Start of Data for review

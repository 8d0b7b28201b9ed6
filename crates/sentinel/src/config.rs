use sentinel_checkpoint::DEFAULT_FAILURE_PROBABILITY;
use sentinel_core::Tier;
use serde::{Deserialize, Serialize};
use std::path::{Path, PathBuf};

use crate::error::{RootError, RootResult};

/// Where the three persistent stores live.
#[derive(Debug, Clone, Copy, Default, Serialize, Deserialize, PartialEq, Eq)]
#[serde(rename_all = "lowercase")]
pub enum StorageBackend {
    /// Single SQLite file under `data_dir` (default).
    #[default]
    Sqlite,
    /// Process memory only; everything is lost on exit.
    Memory,
}

#[derive(Debug, Clone, Default, Serialize, Deserialize, PartialEq, Eq)]
pub struct StorageConfig {
    #[serde(default)]
    pub backend: StorageBackend,
}

/// Checkpoint station behaviour.
#[derive(Debug, Clone, Serialize, Deserialize, PartialEq)]
pub struct CheckpointConfig {
    /// Probability (0.0 to 1.0) that a scan is unreadable.
    #[serde(default = "default_failure_probability")]
    pub sensor_failure_probability: f64,

    /// Fixed seed for reproducible failure sequences.
    #[serde(default, skip_serializing_if = "Option::is_none")]
    pub failure_seed: Option<u64>,
}

fn default_failure_probability() -> f64 {
    DEFAULT_FAILURE_PROBABILITY
}

impl Default for CheckpointConfig {
    fn default() -> Self {
        Self {
            sensor_failure_probability: default_failure_probability(),
            failure_seed: None,
        }
    }
}

/// Tiers recognised by this site.
#[derive(Debug, Clone, Serialize, Deserialize, PartialEq, Eq)]
pub struct TierConfig {
    #[serde(default = "default_enabled_tiers")]
    pub enabled: Vec<Tier>,
}

fn default_enabled_tiers() -> Vec<Tier> {
    Tier::ALL.to_vec()
}

impl Default for TierConfig {
    fn default() -> Self {
        Self {
            enabled: default_enabled_tiers(),
        }
    }
}

/// Top-level configuration for the sentinel binary.
///
/// Loaded from a TOML file (typically `~/.sentinel/config.toml`).
#[derive(Debug, Clone, Serialize, Deserialize, PartialEq)]
pub struct RootConfig {
    /// Directory holding the database and other state.
    #[serde(default = "default_data_dir")]
    pub data_dir: PathBuf,

    /// Database file name, relative to `data_dir`.
    #[serde(default = "default_database_file")]
    pub database_file: String,

    #[serde(default)]
    pub checkpoint: CheckpointConfig,

    #[serde(default)]
    pub tiers: TierConfig,

    #[serde(default)]
    pub storage: StorageConfig,
}

fn default_data_dir() -> PathBuf {
    dirs_or_default(".sentinel")
}

fn default_database_file() -> String {
    "sentinel.db".to_string()
}

/// Returns `$HOME/<suffix>` if HOME is available, otherwise `./<suffix>`.
fn dirs_or_default(suffix: &str) -> PathBuf {
    std::env::var("HOME")
        .map(|h| PathBuf::from(h).join(suffix))
        .unwrap_or_else(|_| PathBuf::from(suffix))
}

impl Default for RootConfig {
    fn default() -> Self {
        Self {
            data_dir: default_data_dir(),
            database_file: default_database_file(),
            checkpoint: CheckpointConfig::default(),
            tiers: TierConfig::default(),
            storage: StorageConfig::default(),
        }
    }
}

impl RootConfig {
    /// Load configuration from a TOML file. If the file does not exist,
    /// returns a default configuration.
    pub fn load(path: &Path) -> RootResult<Self> {
        if !path.exists() {
            return Ok(Self::default());
        }
        let contents = std::fs::read_to_string(path).map_err(RootError::Io)?;
        let config: RootConfig = toml::from_str(&contents)?;
        config.validate()?;
        Ok(config)
    }

    /// Write the current configuration to a TOML file.
    pub fn save(&self, path: &Path) -> RootResult<()> {
        let contents = toml::to_string_pretty(self)
            .map_err(|e| RootError::Config(format!("TOML serialize error: {}", e)))?;
        if let Some(parent) = path.parent() {
            std::fs::create_dir_all(parent).map_err(RootError::Io)?;
        }
        std::fs::write(path, contents).map_err(RootError::Io)?;
        Ok(())
    }

    pub fn validate(&self) -> RootResult<()> {
        let p = self.checkpoint.sensor_failure_probability;
        if !(0.0..=1.0).contains(&p) {
            return Err(RootError::Config(format!(
                "sensor_failure_probability must be between 0.0 and 1.0, got {}",
                p
            )));
        }
        if self.tiers.enabled.is_empty() {
            return Err(RootError::Config(
                "tiers.enabled must list at least one tier".into(),
            ));
        }
        if self.database_file.trim().is_empty() {
            return Err(RootError::Config("database_file must not be empty".into()));
        }
        Ok(())
    }

    pub fn database_path(&self) -> PathBuf {
        self.data_dir.join(&self.database_file)
    }

    /// Return the path to the default config file location.
    pub fn default_config_path() -> PathBuf {
        dirs_or_default(".sentinel/config.toml")
    }
}

#[cfg(test)]
mod tests {
    use super::*;

    #[test]
    fn test_default_config() {
        let config = RootConfig::default();
        assert!(config.data_dir.to_str().unwrap().contains(".sentinel"));
        assert_eq!(config.database_file, "sentinel.db");
        assert!((config.checkpoint.sensor_failure_probability - 0.05).abs() < f64::EPSILON);
        assert_eq!(config.checkpoint.failure_seed, None);
        assert_eq!(config.tiers.enabled, Tier::ALL.to_vec());
        assert_eq!(config.storage.backend, StorageBackend::Sqlite);
        assert!(config.validate().is_ok());
    }

    #[test]
    fn test_config_from_toml() {
        let toml_str = r#"
data_dir = "/tmp/test-sentinel"
database_file = "gate.db"

[checkpoint]
sensor_failure_probability = 0.25
failure_seed = 99

[tiers]
enabled = ["GREEN", "ORANGE"]

[storage]
backend = "memory"
"#;
        let config: RootConfig = toml::from_str(toml_str).unwrap();
        assert_eq!(config.data_dir, PathBuf::from("/tmp/test-sentinel"));
        assert_eq!(config.database_path(), PathBuf::from("/tmp/test-sentinel/gate.db"));
        assert!((config.checkpoint.sensor_failure_probability - 0.25).abs() < f64::EPSILON);
        assert_eq!(config.checkpoint.failure_seed, Some(99));
        assert_eq!(config.tiers.enabled, vec![Tier::Green, Tier::Orange]);
        assert_eq!(config.storage.backend, StorageBackend::Memory);
    }

    #[test]
    fn test_partial_toml_uses_defaults() {
        let config: RootConfig = toml::from_str("data_dir = \"/tmp/x\"\n").unwrap();
        assert_eq!(config.database_file, "sentinel.db");
        assert_eq!(config.checkpoint, CheckpointConfig::default());
        assert_eq!(config.tiers.enabled.len(), 4);
    }

    #[test]
    fn test_unknown_tier_in_toml_rejected() {
        let result: Result<RootConfig, _> = toml::from_str("[tiers]\nenabled = [\"BLUE\"]\n");
        assert!(result.is_err());
    }

    #[test]
    fn test_validate_probability_bounds() {
        let mut config = RootConfig::default();
        config.checkpoint.sensor_failure_probability = 1.5;
        assert!(config.validate().is_err());
        config.checkpoint.sensor_failure_probability = -0.1;
        assert!(config.validate().is_err());
        config.checkpoint.sensor_failure_probability = 1.0;
        assert!(config.validate().is_ok());
    }

    #[test]
    fn test_validate_empty_tiers() {
        let mut config = RootConfig::default();
        config.tiers.enabled.clear();
        assert!(matches!(config.validate(), Err(RootError::Config(_))));
    }

    #[test]
    fn test_config_load_missing_file() {
        let config = RootConfig::load(Path::new("/nonexistent/config.toml")).unwrap();
        assert_eq!(config.database_file, "sentinel.db");
    }

    #[test]
    fn test_config_roundtrip() {
        let mut config = RootConfig::default();
        config.checkpoint.failure_seed = Some(7);
        let toml_str = toml::to_string_pretty(&config).unwrap();
        let restored: RootConfig = toml::from_str(&toml_str).unwrap();
        assert_eq!(config, restored);
    }

    #[test]
    fn test_config_save_and_load() {
        let dir = std::env::temp_dir().join("sentinel-test-config");
        let _ = std::fs::remove_dir_all(&dir);
        let path = dir.join("config.toml");

        let config = RootConfig {
            data_dir: PathBuf::from("/tmp/data-test"),
            database_file: "site.db".into(),
            checkpoint: CheckpointConfig {
                sensor_failure_probability: 0.0,
                failure_seed: Some(1),
            },
            tiers: TierConfig {
                enabled: vec![Tier::Green, Tier::Red1],
            },
            storage: StorageConfig {
                backend: StorageBackend::Memory,
            },
        };

        config.save(&path).unwrap();
        let loaded = RootConfig::load(&path).unwrap();
        assert_eq!(loaded, config);

        let _ = std::fs::remove_dir_all(&dir);
    }

    #[test]
    fn test_load_rejects_invalid_file() {
        let dir = std::env::temp_dir().join("sentinel-test-config-invalid");
        let _ = std::fs::remove_dir_all(&dir);
        std::fs::create_dir_all(&dir).unwrap();
        let path = dir.join("config.toml");
        std::fs::write(&path, "[checkpoint]\nsensor_failure_probability = 2.0\n").unwrap();

        assert!(matches!(RootConfig::load(&path), Err(RootError::Config(_))));
        let _ = std::fs::remove_dir_all(&dir);
    }
}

End of Data for review

Task goal — Scan the material above for the string "Clone" and copy every line that has it.

Output for this exercise —
#[derive(Debug, Clone, Copy, Default, Serialize, Deserialize, PartialEq, Eq)]
#[derive(Debug, Clone, Default, Serialize, Deserialize, PartialEq, Eq)]
#[derive(Debug, Clone, Serialize, Deserialize, PartialEq)]
#[derive(Debug, Clone, Serialize, Deserialize, PartialEq, Eq)]
#[derive(Debug, Clone, Serialize, Deserialize, PartialEq)]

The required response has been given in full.